Chapter 4 Probability Distribution

4.1 Introduction to Probability

A probability model consists of a nonempty set called the sample space S; a collection of events that are subsets of S; and a probability measure P assigning a probability between 0 and 1 to each event, with \(P(\varnothing)=0\) and \(P(S)=1\) and with P additive

  • Sample space S: the set of possible outcomes.
    • example: sample space in a single coin flip \(S={H,T}\)
  • Event E: a subset of the sample space.
    • example: in a single coin flip H (coin lands head) is an event.
  • Probability : For each event E, \(P(E)\) means the probability of event E occurring. The properties of \(P(E)\) such as:
    • \(P(A)\) is always a nonnegative real number, between 0 and 1 inclusive. \(0≤ P(E) ≤ 1\)
    • \(P(\varnothing)=0\), i.e., if E is the empty set , then \(P(E) = 0\)
    • \(P(S)=1\), i.e., if E is the entire sample space S, then \(P(E)=1\)
    • P is (countably) additive, meaning that if A1,A2, . . . is a finite or countable sequence of disjoint events, then \(P(A1 \cup A2 \cup . . . ) = \sum_{i} P(A_i)\)

4.2 Random Variables

A random variable X is a function from a sample space S to a real number. The distribution of random variable X is the collection of probabilities \(P(X \in B)\) for X belonging to all subsets B.

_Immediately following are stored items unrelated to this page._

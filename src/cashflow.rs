use rust_decimal::prelude::MathematicalOps;
use rust_decimal::Decimal;
use rust_decimal_macros::dec;
use tracing::debug;

use crate::errors::{Result, ScheduleError};

const MAX_ITERATIONS: u32 = 100;
const EPSILON: Decimal = dec!(0.0000000001);

/// internal rate of return of cashflows spaced one year apart.
///
/// newton iteration from `guess`; stops once either the step or the net
/// present value drops below 1e-10. the flows must contain at least one
/// positive and one negative value.
pub fn irr(values: &[Decimal], guess: Decimal) -> Result<Decimal> {
    let has_inflow = values.iter().any(|v| v.is_sign_positive() && !v.is_zero());
    let has_outflow = values.iter().any(|v| v.is_sign_negative() && !v.is_zero());
    if !has_inflow || !has_outflow {
        return Err(ScheduleError::invalid_input(
            "cashflows need at least one positive and one negative value",
        ));
    }

    let mut rate = guess;
    for iteration in 1..MAX_ITERATIONS {
        let npv = net_present_value(values, rate)?;
        let slope = npv_derivative(values, rate)?;
        let step = npv
            .checked_div(slope)
            .ok_or_else(|| ScheduleError::arithmetic(format!("flat npv at rate {}", rate)))?;
        rate -= step;

        if step.abs() <= EPSILON || npv.abs() <= EPSILON {
            debug!(iteration, %rate, "irr converged");
            return Ok(rate.normalize());
        }
    }

    Err(ScheduleError::arithmetic(format!(
        "irr did not converge within {} iterations",
        MAX_ITERATIONS
    )))
}

/// `sum(v_i / (1 + r)^i)`
pub fn net_present_value(values: &[Decimal], rate: Decimal) -> Result<Decimal> {
    let base = Decimal::ONE + rate;
    values.iter().enumerate().try_fold(Decimal::ZERO, |acc, (i, v)| {
        let discount = base
            .checked_powi(i as i64)
            .filter(|d| !d.is_zero())
            .ok_or_else(|| overflow(rate))?;
        v.checked_div(discount)
            .and_then(|pv| acc.checked_add(pv))
            .ok_or_else(|| overflow(rate))
    })
}

/// `-sum(i * v_i / (1 + r)^(i + 1))`
fn npv_derivative(values: &[Decimal], rate: Decimal) -> Result<Decimal> {
    let base = Decimal::ONE + rate;
    values.iter().enumerate().skip(1).try_fold(Decimal::ZERO, |acc, (i, v)| {
        let discount = base
            .checked_powi(i as i64 + 1)
            .filter(|d| !d.is_zero())
            .ok_or_else(|| overflow(rate))?;
        (Decimal::from(i as i64) * v)
            .checked_div(discount)
            .and_then(|term| acc.checked_sub(term))
            .ok_or_else(|| overflow(rate))
    })
}

fn overflow(rate: Decimal) -> ScheduleError {
    ScheduleError::arithmetic(format!("discounting overflowed at rate {}", rate))
}
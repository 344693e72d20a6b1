/// quick start - split a fee across accrual dates
use deferred_income_rs::day_count::parse_date;
use deferred_income_rs::{AccrualDay, AccrualScheduler, Money, RepaymentSchedule};

fn main() -> Result<(), Box<dyn std::error::Error>> {
    let scheduler = AccrualScheduler::default();
    let repayments = RepaymentSchedule::parse(&[("2021-06-01", "100000")])?;

    // spread a 10,000 fee over a 100,000 bullet loan
    let amounts = scheduler.amounts(
        Money::from_major(10_000),
        Money::from_major(100_000),
        parse_date("2021-01-01")?,
        &repayments,
        AccrualDay::default(),
    )?;

    println!("{}", amounts.to_json()?);

    Ok(())
}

4.2.1 Discrete Distribution

A discrete random variable X assumes values in discrete subset of \(\mathbb{R}\)

The distribution of discrete random variable X named Probability Mass Function \(P(X=x) = p_x(x)\), where \[\sum_{x \in i} P(X=x) = 1\]

4.2.2 Continues Distribution

A continuous random variable X assumes values in \(\mathbb{R}\)

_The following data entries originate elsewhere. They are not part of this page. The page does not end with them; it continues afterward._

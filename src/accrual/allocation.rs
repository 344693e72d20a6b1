use chrono::{Datelike, NaiveDate};
use rust_decimal::Decimal;
use tracing::debug;

use crate::accrual::{overflow, AccrualSchedule, AccrualScheduler, RepaymentWalker};
use crate::day_count::{first_day_of_next_month, months_between, set_day_of_month};
use crate::decimal::Money;
use crate::errors::{Result, ScheduleError};
use crate::types::{AccrualDay, RepaymentSchedule};

/// first accrual date on or after `date` falling on `day`
fn anchor(date: NaiveDate, day: AccrualDay) -> NaiveDate {
    let base = if date.day() > day.get() {
        first_day_of_next_month(date)
    } else {
        date
    };
    set_day_of_month(base, day.get())
}

/// monthly accrual dates from the anchor of `start` through the anchor of `end`
pub fn accrual_dates(start: NaiveDate, end: NaiveDate, day: AccrualDay) -> Vec<NaiveDate> {
    let first = anchor(start, day);
    let last = anchor(end, day);
    let mut dates: Vec<NaiveDate> = months_between(first, last)
        .into_iter()
        .map(|month| month.day_clamped(day.get()))
        .collect();
    dates.dedup();
    dates
}

impl AccrualScheduler {
    /// capital-day weight of each accrual interval: `balance * days` summed
    /// over its constant-balance segments. days are not divided by the year
    /// basis, the weights only matter relative to each other.
    fn capital_day_weights(
        &self,
        principal: Money,
        start_date: NaiveDate,
        repayments: &RepaymentSchedule,
        day: AccrualDay,
    ) -> Result<Vec<(NaiveDate, Decimal)>> {
        self.validate_inputs(principal, start_date, repayments)?;

        let config = self.config();
        let mut walker = RepaymentWalker::new(
            repayments,
            principal,
            config.allocation_convention,
            config.amount_scale,
        );

        let mut gap_start = start_date;
        accrual_dates(start_date, repayments.last_date(), day)
            .into_iter()
            .map(|gap_end| {
                let weight = walker
                    .walk(gap_start, gap_end)?
                    .iter()
                    .try_fold(Decimal::ZERO, |acc, s| {
                        s.balance
                            .checked_mul(Decimal::from(s.days))
                            .and_then(|w| acc.checked_add(w))
                    })
                    .ok_or_else(|| overflow("capital-day weight"))?;
                gap_start = gap_end;
                Ok((gap_end, weight))
            })
            .collect()
    }

    /// share of the whole schedule booked on each accrual date.
    ///
    /// every share is rounded to the proportion scale except the last, which
    /// is `1 - sum(others)` so the shares always add up to exactly one. when
    /// the last interval carries no weight and the others rounded up, that
    /// last share is slightly negative.
    ///
    /// ```
    /// use deferred_income_rs::{AccrualDay, AccrualScheduler, Money, RepaymentSchedule};
    /// use deferred_income_rs::day_count::parse_date;
    /// use rust_decimal::Decimal;
    ///
    /// let scheduler = AccrualScheduler::default();
    /// let repayments = RepaymentSchedule::parse(&[("2021-04-01", "90000")]).unwrap();
    /// let scales = scheduler
    ///     .scales(
    ///         Money::from_major(90_000),
    ///         parse_date("2021-01-01").unwrap(),
    ///         &repayments,
    ///         AccrualDay::default(),
    ///     )
    ///     .unwrap();
    /// assert_eq!(scales.total().unwrap(), Decimal::ONE);
    /// assert_eq!(scales.for_month(2021, 4).to_string(), "0.333334");
    /// ```
    pub fn scales(
        &self,
        principal: Money,
        start_date: NaiveDate,
        repayments: &RepaymentSchedule,
        day: AccrualDay,
    ) -> Result<AccrualSchedule<NaiveDate>> {
        let weights = self.capital_day_weights(principal, start_date, repayments, day)?;
        let total_weight = weights
            .iter()
            .try_fold(Decimal::ZERO, |acc, (_, w)| acc.checked_add(*w))
            .ok_or_else(|| overflow("total capital-day weight"))?;
        if total_weight <= Decimal::ZERO {
            return Err(ScheduleError::arithmetic(format!(
                "total capital-day weight must be positive, got {}",
                total_weight
            )));
        }

        let scale = self.config().proportion_scale;
        let entries = weights
            .into_iter()
            .map(|(date, weight)| Ok((date, self.math.require_div(weight, total_weight, scale)?)))
            .collect::<Result<Vec<_>>>()?;

        let mut scales = AccrualSchedule::from_entries(entries);
        scales.reconcile_last(Decimal::ONE, scale)?;

        debug!(periods = scales.len(), %total_weight, "computed allocation scales");
        Ok(scales)
    }

    /// share for the accrual date in the given month, zero when absent
    pub fn scale(
        &self,
        principal: Money,
        start_date: NaiveDate,
        repayments: &RepaymentSchedule,
        year: i32,
        month: u32,
        day: AccrualDay,
    ) -> Result<Decimal> {
        Ok(self.scales(principal, start_date, repayments, day)?.for_month(year, month))
    }

    /// spread `amount` across the accrual dates in proportion to `scales`.
    ///
    /// all but the last date get `round(scale * amount)`; the last absorbs the
    /// rounding difference, so the amounts sum to `amount` exactly.
    pub fn amounts(
        &self,
        amount: Money,
        principal: Money,
        start_date: NaiveDate,
        repayments: &RepaymentSchedule,
        day: AccrualDay,
    ) -> Result<AccrualSchedule<NaiveDate>> {
        if amount.is_negative() {
            return Err(ScheduleError::invalid_input(format!(
                "amount to allocate must not be negative, got {}",
                amount
            )));
        }

        let amount_scale = self.config().amount_scale;
        let total = amount.as_decimal();
        let scales = self.scales(principal, start_date, repayments, day)?;
        let mut amounts = scales.try_map_values(|scale| self.math.require_mul(scale, total, amount_scale))?;
        amounts.reconcile_last(total, amount_scale)?;

        debug!(periods = amounts.len(), %amount, "allocated amount");
        Ok(amounts)
    }

    /// allocated amount for the accrual date in the given month, zero when absent
    #[allow(clippy::too_many_arguments)]
    pub fn amount(
        &self,
        amount: Money,
        principal: Money,
        start_date: NaiveDate,
        repayments: &RepaymentSchedule,
        year: i32,
        month: u32,
        day: AccrualDay,
    ) -> Result<Decimal> {
        Ok(self
            .amounts(amount, principal, start_date, repayments, day)?
            .for_month(year, month))
    }
}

The distribution of continues random variable X named Probability Density Function \(f_x\), where \[ P(X=x) = 0 \] \[ \int_{-\infty}^{\infty} f(x) dx = 1 \] \[ P(a≤X≤B) = \int_{a}^{b} f(x) dx \]

4.3 Probability Distribution

4.3.1 Bernouli Distribution

The random variable X is said to have the Bernoulli distribution if a response variable takes only two possible values, with the probability of a values is p

\[Y \sim Ber(p)\] If \(X \in {0,1}\) and \(p_x(1)=1-p_x(0)=p\)

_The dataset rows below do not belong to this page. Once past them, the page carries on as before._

use leptos::prelude::*;
use wasm_bindgen::prelude::*;
use wasm_bindgen::JsCast;

use chirp::router::RouteKey;

use super::prefetch_link::PrefetchLink;
use super::router::Navigator;
use super::theme::Theme;
use super::CacheHandle;

#[derive(Debug, Clone, Copy, PartialEq, Eq)]
pub(crate) enum ToastLevel {
    Info,
    Success,
    Error,
}

#[derive(Debug, Clone, PartialEq)]
pub(crate) struct Toast {
    pub(crate) id: u32,
    pub(crate) message: String,
    pub(crate) level: ToastLevel,
}

#[derive(Clone, Copy)]
pub(crate) struct Toasts {
    list: RwSignal<Vec<Toast>>,
    next_id: RwSignal<u32>,
}

impl Toasts {
    pub(crate) fn new() -> Self {
        Self {
            list: RwSignal::new(Vec::new()),
            next_id: RwSignal::new(0),
        }
    }

    pub(crate) fn push(&self, level: ToastLevel, message: impl Into<String>) {
        let id = self.next_id.get_untracked();
        self.next_id.set(id + 1);
        self.list.update(|list| {
            list.push(Toast {
                id,
                message: message.into(),
                level,
            });
            // Keep the stack short; oldest goes first.
            if list.len() > 5 {
                list.remove(0);
            }
        });
    }

    pub(crate) fn dismiss(&self, id: u32) {
        self.list.update(|list| list.retain(|t| t.id != id));
    }
}

#[component]
pub(crate) fn ToastStack(toasts: Toasts) -> impl IntoView {
    view! {
        <div class="toast-stack" aria-live="polite" aria-relevant="additions removals">
            <For
                each=move || toasts.list.get()
                key=|t| t.id
                children=move |t| {
                    let id = t.id;
                    let class = match t.level {
                        ToastLevel::Info => "toast info",
                        ToastLevel::Success => "toast success",
                        ToastLevel::Error => "toast error",
                    };
                    view! {
                        <div class=class>
                            <div style="flex: 1; white-space: pre-wrap;">{t.message}</div>
                            <button
                                class="toast-close"
                                title="Dismiss"
                                on:click=move |_| toasts.dismiss(id)
                            >
                                "×"
                            </button>
                        </div>
                    }
                }
            />
        </div>
    }
}

/// Thin indeterminate bar pinned to the top of the viewport while a route's
/// modules resolve.
#[component]
pub(crate) fn GlobalProgressBar() -> impl IntoView {
    view! {
        <div class="route-progress" role="progressbar" aria-label="Loading page">
            <div class="route-progress-bar"></div>
        </div>
    }
}

/// Marketing-side navbar: brand, section links, theme toggle. The dashboard
/// has its own header in the dashboard layout.
#[component]
pub(crate) fn Navbar() -> impl IntoView {
    let theme = expect_context::<RwSignal<Theme>>();

    view! {
        <header class="navbar">
            <div class="navbar-left">
                <PrefetchLink href="/" prefetch=RouteKey::Home class={"brand".to_string()}>
                    <img class="brand-icon" src="chirp-icon.svg" alt="" aria-hidden="true" />
                    "Chirp"
                </PrefetchLink>
            </div>
            <nav class="navbar-links">
                <PrefetchLink href="/docs" prefetch=RouteKey::DocsLayout class={"nav-link".to_string()}>
                    "Docs"
                </PrefetchLink>
                <PrefetchLink
                    href="/dashboard"
                    prefetch=RouteKey::DashboardLayout
                    class={"nav-link".to_string()}
                >
                    "Dashboard"
                </PrefetchLink>
                <a class="nav-link" href="#early-access">"Early access"</a>
            </nav>
            <div class="navbar-right">
                <ThemeToggle theme=theme />
            </div>
        </header>
    }
}

#[component]
pub(crate) fn ThemeToggle(theme: RwSignal<Theme>) -> impl IntoView {
    view! {
        <button
            class="btn sm ghost"
            title=move || format!("Theme: {}", theme.get().label())
            on:click=move |_| theme.set(theme.get().toggle())
        >
            {move || theme.get().icon()}
            " "
            {move || theme.get().label()}
        </button>
    }
}

#[component]
pub(crate) fn Footer() -> impl IntoView {
    view! {
        <footer class="footer">
            <div class="footer-brand">"Chirp"</div>
            <div class="footer-blurb">
                "Visual feedback for the web, pinned to the exact element it is about."
            </div>
            <nav class="footer-links">
                <PrefetchLink href="/docs" prefetch=RouteKey::DocsLayout class={"footer-link".to_string()}>
                    "Documentation"
                </PrefetchLink>
                <PrefetchLink
                    href="/dashboard"
                    prefetch=RouteKey::DashboardLayout
                    class={"footer-link".to_string()}
                >
                    "Dashboard"
                </PrefetchLink>
            </nav>
        </footer>
    }
}

/// Whether the command palette overlay is open (the keyboard-first search
/// surface over the site's navigation targets).
#[derive(Clone, Copy)]
pub(crate) struct PaletteOpen(pub RwSignal<bool>);

struct PaletteEntry {
    label: &'static str,
    hint: &'static str,
    href: &'static str,
    prefetch: RouteKey,
}

const PALETTE_ENTRIES: &[PaletteEntry] = &[
    PaletteEntry {
        label: "Home",
        hint: "Landing page",
        href: "/",
        prefetch: RouteKey::Home,
    },
    PaletteEntry {
        label: "Documentation",
        hint: "Docs home",
        href: "/docs",
        prefetch: RouteKey::DocsLayout,
    },
    PaletteEntry {
        label: "Implementation guide",
        hint: "Add the widget to your site",
        href: "/docs/implementation",
        prefetch: RouteKey::DocsImplementation,
    },
    PaletteEntry {
        label: "Overview",
        hint: "Dashboard",
        href: "/dashboard",
        prefetch: RouteKey::DashboardLayout,
    },
    PaletteEntry {
        label: "Projects",
        hint: "Dashboard",
        href: "/dashboard/projects",
        prefetch: RouteKey::Projects,
    },
    PaletteEntry {
        label: "Subscription",
        hint: "Dashboard",
        href: "/dashboard/subscription",
        prefetch: RouteKey::Subscription,
    },
    PaletteEntry {
        label: "Settings",
        hint: "Dashboard",
        href: "/dashboard/settings",
        prefetch: RouteKey::Settings,
    },
];

#[component]
pub(crate) fn CommandPalette() -> impl IntoView {
    let PaletteOpen(open) = expect_context::<PaletteOpen>();
    let nav = expect_context::<Navigator>();
    let cache = expect_context::<CacheHandle>();
    let (query, set_query) = signal(String::new());

    listen_palette_shortcut(open);

    let go = move |href: &str| {
        open.set(false);
        set_query.set(String::new());
        nav.navigate(href);
    };

    view! {
        <Show when=move || open.get()>
            <div class="palette-overlay" on:click=move |_| open.set(false)>
                <div class="palette" on:click=move |ev| ev.stop_propagation()>
                    <input
                        class="palette-input"
                        type="text"
                        placeholder="Jump to…"
                        prop:value=move || query.get()
                        on:input=move |ev| set_query.set(event_target_value(&ev))
                    />
                    <div class="palette-results">
                        {move || {
                            let q = query.get().trim().to_lowercase();
                            PALETTE_ENTRIES
                                .iter()
                                .filter(|e| {
                                    q.is_empty()
                                        || e.label.to_lowercase().contains(&q)
                                        || e.hint.to_lowercase().contains(&q)
                                })
                                .map(|e| {
                                    let href = e.href;
                                    let key = e.prefetch;
                                    view! {
                                        <button
                                            class="palette-item"
                                            on:mouseenter=move |_| {
                                                cache.with_value(|c| c.prefetch(key));
                                            }
                                            on:click=move |_| go(href)
                                        >
                                            <span class="palette-label">{e.label}</span>
                                            <span class="palette-hint">{e.hint}</span>
                                        </button>
                                    }
                                })
                                .collect_view()
                        }}
                    </div>
                </div>
            </div>
        </Show>
    }
}

/// Ctrl/Cmd-K opens, Escape closes. Registered once for the app's lifetime.
fn listen_palette_shortcut(open: RwSignal<bool>) {
    let Some(doc) = web_sys::window().and_then(|w| w.document()) else {
        return;
    };
    let cb = Closure::wrap(Box::new(move |ev: web_sys::KeyboardEvent| {
        let key = ev.key();
        if (ev.ctrl_key() || ev.meta_key()) && key.eq_ignore_ascii_case("k") {
            ev.prevent_default();
            open.set(!open.get_untracked());
        } else if key == "Escape" {
            open.set(false);
        }
    }) as Box<dyn FnMut(web_sys::KeyboardEvent)>);
    let _ = doc.add_event_listener_with_callback("keydown", cb.as_ref().unchecked_ref());
    cb.forget();
}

4.3.2 Binomial Distribution

The binomial distribution models the number of successes k in a fixed number of independent trials n, each with the same probability of success p

\[Y \sim Bin(n,p)\] If \(X \in {0,1,2, . . . ,n}\) and \(p_x(k)= \binom{n}{k} p^k (1-p)^{(n-k)}\)

In R, functions to work with the binomial distribution, such as:

  • dbinom(k, n, p) : calculates the probability mass function, probability of getting exactly k successes in size trials n with a success probability of p
## Probability of getting exactly 3 successes in 5 trials with a success probability of 0.5 : 
dbinom(3, size = 5, prob = 0.5)
## [1] 0.3125
  • pbinom(k, n, p) : calculates the cumulative distribution function, probability of getting up to k successes in size trials n with a success probability of p
## Probability of getting up to 3 successes in 5 trials with a success probability of 0.5 : 
pbinom(3, size = 5, prob = 0.5)
## [1] 0.8125
  • qbinom(prop, size, p) : finds the number of successes k such that the probability of getting that number or fewer successes is prob in size trials with a success probability of p
## Find the number of successes such that the probability of getting that number or fewer successes is 0.8 
qbinom(0.8, size = 5, prob = 0.5) 
## [1] 3
  • rbinom(n, size, prob) : generates n random numbers following a binomial distribution with size trials n and a success probability of p
## Generate 10 random numbers following a binomial distribution with 5 trials and a success probability of 0.5 : 
rbinom(10, size = 5, prob = 0.5) 
##  [1] 2 1 4 5 2 4 2 3 4 2

4.3.3 Poisson Distribution

The Poisson distribution models the probability of a certain number of events occurring within a fixed interval of time or space, given a known average rate of occurrence.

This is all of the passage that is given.